In another Council first, my colleague Kameni Chaddha skilfully oversaw the first ever merger of two separate Council mandates, creating a new Special Rapporteur on Contemporary Forms of Slavery and Trafficking in Persons, led jointly by Argentina, Australia, Germany, Jordan, the Philippines and the UK. The new combined mandate should ensure a stronger response to this growing global concern and is an important first step by the Council to improve efficiency – something the UN Secretary General has called on the whole UN system to do.
I nearly didn’t write a blog for this session. As terrified as I am of AI, I thought I’d see what all the fuss is about and I tasked the artificial hive mind with drafting a blog in my style with jokes about shopping and facial hair. It turns out that a near infinite number of algorithms has a pretty good sense of humour. But for now this is still actually me. I’m going to wink just so you know for sure.😉 AI would never have thought of that.
And I managed another personal discovery this session.

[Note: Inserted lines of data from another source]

/*!
Rounding right-shift primitives over [`rug::Integer`].

These are the only primitives used when guard bits are collapsed anywhere
in the crate. They round half-away-from-zero and preserve sign: a negative
number on a half rounds toward the more negative magnitude. A separate
ties-to-even shift exists solely for synthesizing IEEE 754 bit patterns;
it must never be used on the guard boundary.
*/

use std::cmp::Ordering;

use num_traits::Zero;
use rug::Integer;

use crate::util::bit_length;

/// Shifts `n` right by `k` bits, rounding half-away-from-zero.
/// Identity for `k == 0`.
pub fn rounding_right_shift(n: &Integer, k: usize) -> Integer {
    if k == 0 {
        return n.clone();
    }

    let mut mag = Integer::from(n.abs_ref());
    mag += Integer::from(1) << (k as u32 - 1);
    mag >>= k as u32;

    match n.cmp0() {
        Ordering::Less => -mag,
        _ => mag,
    }
}

/// Same as [`rounding_right_shift`], but also reports whether rounding
/// grew the magnitude past the bit length of the plain `|n| >> k`.
/// Callers use the carry to keep scale counters consistent.
pub fn rounding_right_shift_with_carry(n: &Integer, k: usize) -> (Integer, bool) {
    if k == 0 {
        return (n.clone(), false);
    }

    let truncated_len = bit_length(n).saturating_sub(k);
    let rounded = rounding_right_shift(n, k);
    let carry = bit_length(&rounded) > truncated_len;
    (rounded, carry)
}

/// Reduces `|n|` to `target_bits` significant bits by right-shifting with
/// rounding. Values already at or below the target width pass through
/// unchanged. A carry out of the rounding may leave `target_bits + 1`
/// bits; callers that need an exact width re-check the result length.
pub fn truncate_to_and_round(n: &Integer, target_bits: usize) -> Integer {
    let len = bit_length(n);
    if len <= target_bits {
        n.clone()
    } else {
        rounding_right_shift(n, len - target_bits)
    }
}

/// Shifts `n` right by `k` bits, rounding to nearest with ties to even.
/// Returns the shifted value and whether the rounding carried into a new
/// top bit. Used only when assembling IEEE 754 significands.
pub fn shift_right_ties_even(n: &Integer, k: usize) -> (Integer, bool) {
    if k == 0 {
        return (n.clone(), false);
    }

    let mag = Integer::from(n.abs_ref());
    let truncated_len = bit_length(&mag).saturating_sub(k);

    let mut q = Integer::from(&mag >> (k as u32));
    let half = mag.get_bit(k as u32 - 1);
    let sticky = if k >= 2 {
        !Integer::from(mag.keep_bits_ref(k as u32 - 1)).is_zero()
    } else {
        false
    };

    if half && (sticky || q.is_odd()) {
        q += 1;
    }

    let carry = bit_length(&q) > truncated_len;
    match n.cmp0() {
        Ordering::Less => (-q, carry),
        _ => (q, carry),
    }
}
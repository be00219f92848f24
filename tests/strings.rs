// Tests for the string boundary: honest-precision display and the
// parse/format round-trip law.

use bigfloat::BigFloat;

fn bf(s: &str) -> BigFloat {
    s.parse().unwrap()
}

#[test]
fn display_shows_exact_dyadic_values() {
    assert_eq!(bf("2.5").to_string(), "2.5");
    assert_eq!(bf("6.25").to_string(), "6.25");
    assert_eq!(bf("0.00390625").to_string(), "0.00390625");
    assert_eq!(bf("-2.5").to_string(), "-2.5");
    assert_eq!(bf("42").to_string(), "42");
    assert_eq!(BigFloat::zero().to_string(), "0");
}

#[test]
fn display_uses_scientific_notation_at_the_edges() {
    assert_eq!(bf("1e30").to_string(), "1e+30");
    assert_eq!(bf("1e-10").to_string(), "1e-10");
    assert_eq!(bf("-2.5e40").to_string(), "-2.5e+40");
}

#[test]
fn parse_then_display_round_trips_within_ulps() {
    // the law holds for moderate binary exponents
    let cases = [
        "2.5",
        "-0.001234",
        "123456.789",
        "3.14159265358979",
        "0.000001999",
        "99999999.99",
        "-42",
        "1.0000001",
    ];
    for s in cases {
        let v = bf(s);
        assert!(v.binary_exponent().abs() <= 32, "test case out of range");
        let again = bf(&v.to_string());
        assert!(v.eq_ulp(&again, 12), "{} -> {} -> {}", s, v, again);
    }
}

#[test]
fn display_masks_bits_the_value_does_not_carry() {
    // few stored bits => few printed digits
    let narrow = bf("0.5");
    assert_eq!(narrow.to_string(), "0.5");

    // a wide value prints more digits
    let wide = bf("0.50000000000000000");
    assert!(wide.precision() > narrow.precision());
    assert_eq!(wide.to_string(), "0.5");
}

#[test]
fn guard_rendering_shows_the_dust() {
    let v = bf("1.5").next_up();
    let plain = v.to_string();
    assert_eq!(plain, "1.5");

    // the guard view renders the full mantissa and parses back close
    let with_guard: BigFloat = v.to_string_with_guard().parse().unwrap();
    assert!(with_guard.eq_ulp(&v, 2));
}

#[test]
fn debug_exposes_the_raw_triple() {
    let v = bf("2.5");
    let dbg = format!("{:?}", v);
    assert!(dbg.contains("mantissa"), "{}", dbg);
    assert!(dbg.contains("scale"), "{}", dbg);
    assert!(dbg.contains("size"), "{}", dbg);
}

#[test]
fn whitespace_and_signs_parse() {
    assert_eq!(bf(" 2.5 "), bf("2.5"));
    assert_eq!(bf("+2.5"), bf("2.5"));
    assert_eq!(bf("-0"), BigFloat::zero());
}
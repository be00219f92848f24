/*!
Integer kernels underneath the floating-point operators.

Everything here operates on plain [`rug::Integer`] values. The kernels are
seeded with hardware floating-point estimates where that is cheap, then
refined with integer Newton iteration until the exact answer brackets:
the results are exact integers, not approximations, except for
[`pow_most_significant_bits`] whose 1-ULP looseness is part of its
contract.
*/

use std::cmp::Ordering;

use num_traits::Zero;
use rug::ops::Pow;
use rug::Integer;

use crate::error::panic_divide_by_zero;
use crate::shift::rounding_right_shift;
use crate::util::bit_length;

/// Computes `floor(sqrt(n))` for a non-negative `n`.
///
/// Small inputs are answered by the hardware square root; larger inputs
/// seed Newton iteration from the top bits and refine in the integer
/// domain. The result `r` always satisfies `r^2 <= n < (r+1)^2`.
///
/// Panics on negative input.
pub fn isqrt(n: &Integer) -> Integer {
    assert!(n.cmp0() != Ordering::Less, "isqrt of a negative number");
    if *n < 2u8 {
        return n.clone();
    }

    let bits = bit_length(n);
    let mut x = if bits <= 52 {
        // exact in hardware up to the +2 safety margin
        Integer::from(n.to_f64().sqrt() as u64 + 2)
    } else {
        // seed from the top bits, keeping the dropped shift even
        let sh = ((bits - 52 + 1) & !1) as u32;
        let top = Integer::from(n >> sh).to_f64();
        (Integer::from(top.sqrt() as u64) + 2) << (sh / 2)
    };

    // one step lands at or above the true root, then descend
    loop {
        let next: Integer = (Integer::from(n / &x) + &x) >> 1;
        if next >= x {
            break;
        }
        x = next;
    }

    // the seed margin can leave us one high
    while Integer::from(x.square_ref()) > *n {
        x -= 1;
    }

    debug_assert!(Integer::from(x.square_ref()) <= *n);
    debug_assert!(Integer::from(&x + 1u8).square() > *n);
    x
}

/// Computes `floor(n^(1/k))` for `n >= 0` and `k >= 1`.
///
/// The bracketing `r^k <= n < (r+1)^k` is verified by two integer powers
/// before returning.
///
/// Panics on negative input or `k == 0`.
pub fn nth_root(n: &Integer, k: u32) -> Integer {
    assert!(k >= 1, "root order must be at least 1");
    assert!(n.cmp0() != Ordering::Less, "nth_root of a negative number");
    if k == 1 || *n < 2u8 {
        return n.clone();
    }
    if k == 2 {
        return isqrt(n);
    }

    let bits = bit_length(n);
    if (k as usize) >= bits {
        // 2^(bits-1) <= n implies 1 <= n^(1/k) < 2
        return Integer::from(1);
    }

    // f64 seed from the top bits; the dropped shift is a multiple of k
    let mut x = if bits <= 52 {
        Integer::from(n.to_f64().powf(1.0 / k as f64) as u64 + 2)
    } else {
        let sh = (((bits - 52) + k as usize - 1) / k as usize * k as usize) as u32;
        let top = Integer::from(n >> sh).to_f64();
        (Integer::from(top.powf(1.0 / k as f64) as u64) + 2) << (sh / k)
    };

    // Newton: x <- ((k-1)*x + n/x^(k-1)) / k, descending from above
    loop {
        let xk1 = Integer::from((&x).pow(k - 1));
        let next: Integer = (Integer::from(n / &xk1) + Integer::from(&x * (k - 1))) / k;
        if next >= x {
            break;
        }
        x = next;
    }

    // settle on the exact bracket
    while Integer::from((&x).pow(k)) > *n {
        x -= 1;
    }
    while Integer::from(&x + 1u8).pow(k) <= *n {
        x += 1;
    }
    x
}

/// Computes an approximation of `base^exp` keeping roughly `wanted_bits`
/// most-significant bits.
///
/// Returns `(m, s)` with `m * 2^s ~= base^exp`. When the exact power fits
/// in `wanted_bits` the exact value is returned with `s == 0`; otherwise
/// `m` is within one unit in its last place of the true leading bits and
/// `s` may differ from the ideal normalization by one. Callers reconcile
/// through the returned pair, never by recomputing the shift.
pub fn pow_most_significant_bits(
    base: &Integer,
    exp: u32,
    wanted_bits: usize,
    extra_accurate: bool,
) -> (Integer, isize) {
    if exp == 0 {
        return (Integer::from(1), 0);
    }

    let negative = base.cmp0() == Ordering::Less && exp % 2 == 1;
    let mag = Integer::from(base.abs_ref());
    let base_len = bit_length(&mag);

    // exact when the full power cannot exceed the wanted width
    if base_len.saturating_mul(exp as usize) <= wanted_bits {
        let exact = Integer::from((&mag).pow(exp));
        return (if negative { -exact } else { exact }, 0);
    }

    // working width: every trim loses at most half an ULP of the working
    // mantissa and there are ~2*log2(exp) trims
    let exp_log2 = (32 - exp.leading_zeros()) as usize;
    let slack = if extra_accurate {
        2 * exp_log2 + 32
    } else {
        exp_log2 + 8
    };
    let work_bits = wanted_bits + slack;

    let base_excess = base_len.saturating_sub(work_bits);
    let cur = if base_excess > 0 {
        rounding_right_shift(&mag, base_excess)
    } else {
        mag
    };
    let cur_shift = base_excess as isize;

    let mut acc = Integer::from(1);
    let mut acc_shift: isize = 0;
    let mut started = false;

    for i in (0..32 - exp.leading_zeros()).rev() {
        if started {
            acc.square_mut();
            acc_shift *= 2;
            let excess = bit_length(&acc).saturating_sub(work_bits);
            if excess > 0 {
                acc = rounding_right_shift(&acc, excess);
                acc_shift += excess as isize;
            }
        }
        if exp & (1 << i) != 0 {
            if started {
                acc *= &cur;
                acc_shift += cur_shift;
                let excess = bit_length(&acc).saturating_sub(work_bits);
                if excess > 0 {
                    acc = rounding_right_shift(&acc, excess);
                    acc_shift += excess as isize;
                }
            } else {
                acc = cur.clone();
                acc_shift = cur_shift;
                started = true;
            }
        }
    }

    let excess = bit_length(&acc).saturating_sub(wanted_bits);
    if excess > 0 {
        acc = rounding_right_shift(&acc, excess);
        acc_shift += excess as isize;
    }

    (if negative { -acc } else { acc }, acc_shift)
}

/// Computes the fixed-point reciprocal of `n`:
/// `round(2^(bitlen(n) + result_bits) / n)`, a value of about
/// `result_bits + 1` significant bits.
///
/// Panics when `n` is zero.
pub fn inverse(n: &Integer, result_bits: usize) -> Integer {
    if n.is_zero() {
        panic_divide_by_zero();
    }

    let mag = Integer::from(n.abs_ref());
    let len = bit_length(&mag);
    // one extra quotient bit so the final rounding is a true half-round
    let num = Integer::from(1) << (len + result_bits + 1) as u32;
    let q = num / &mag;
    let r = rounding_right_shift(&q, 1);

    match n.cmp0() {
        Ordering::Less => -r,
        _ => r,
    }
}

As age has taken hold, I’ve had an increasingly difficult relationship with my former friend SLEEP. I’ve tried pretty much every (legal) remedy and it turns out a night time kiwi was what I needed all along. I thank national treasure Jamie Oliver for pointing me in the right direction and if you’re afflicted by 3 am insomnia, why not give a kiwi a go?

I wish you all a pleasant autumn. I’m heading off for a little break, and hope many of you are too. Wherever you may be going, I hope you safely find your way.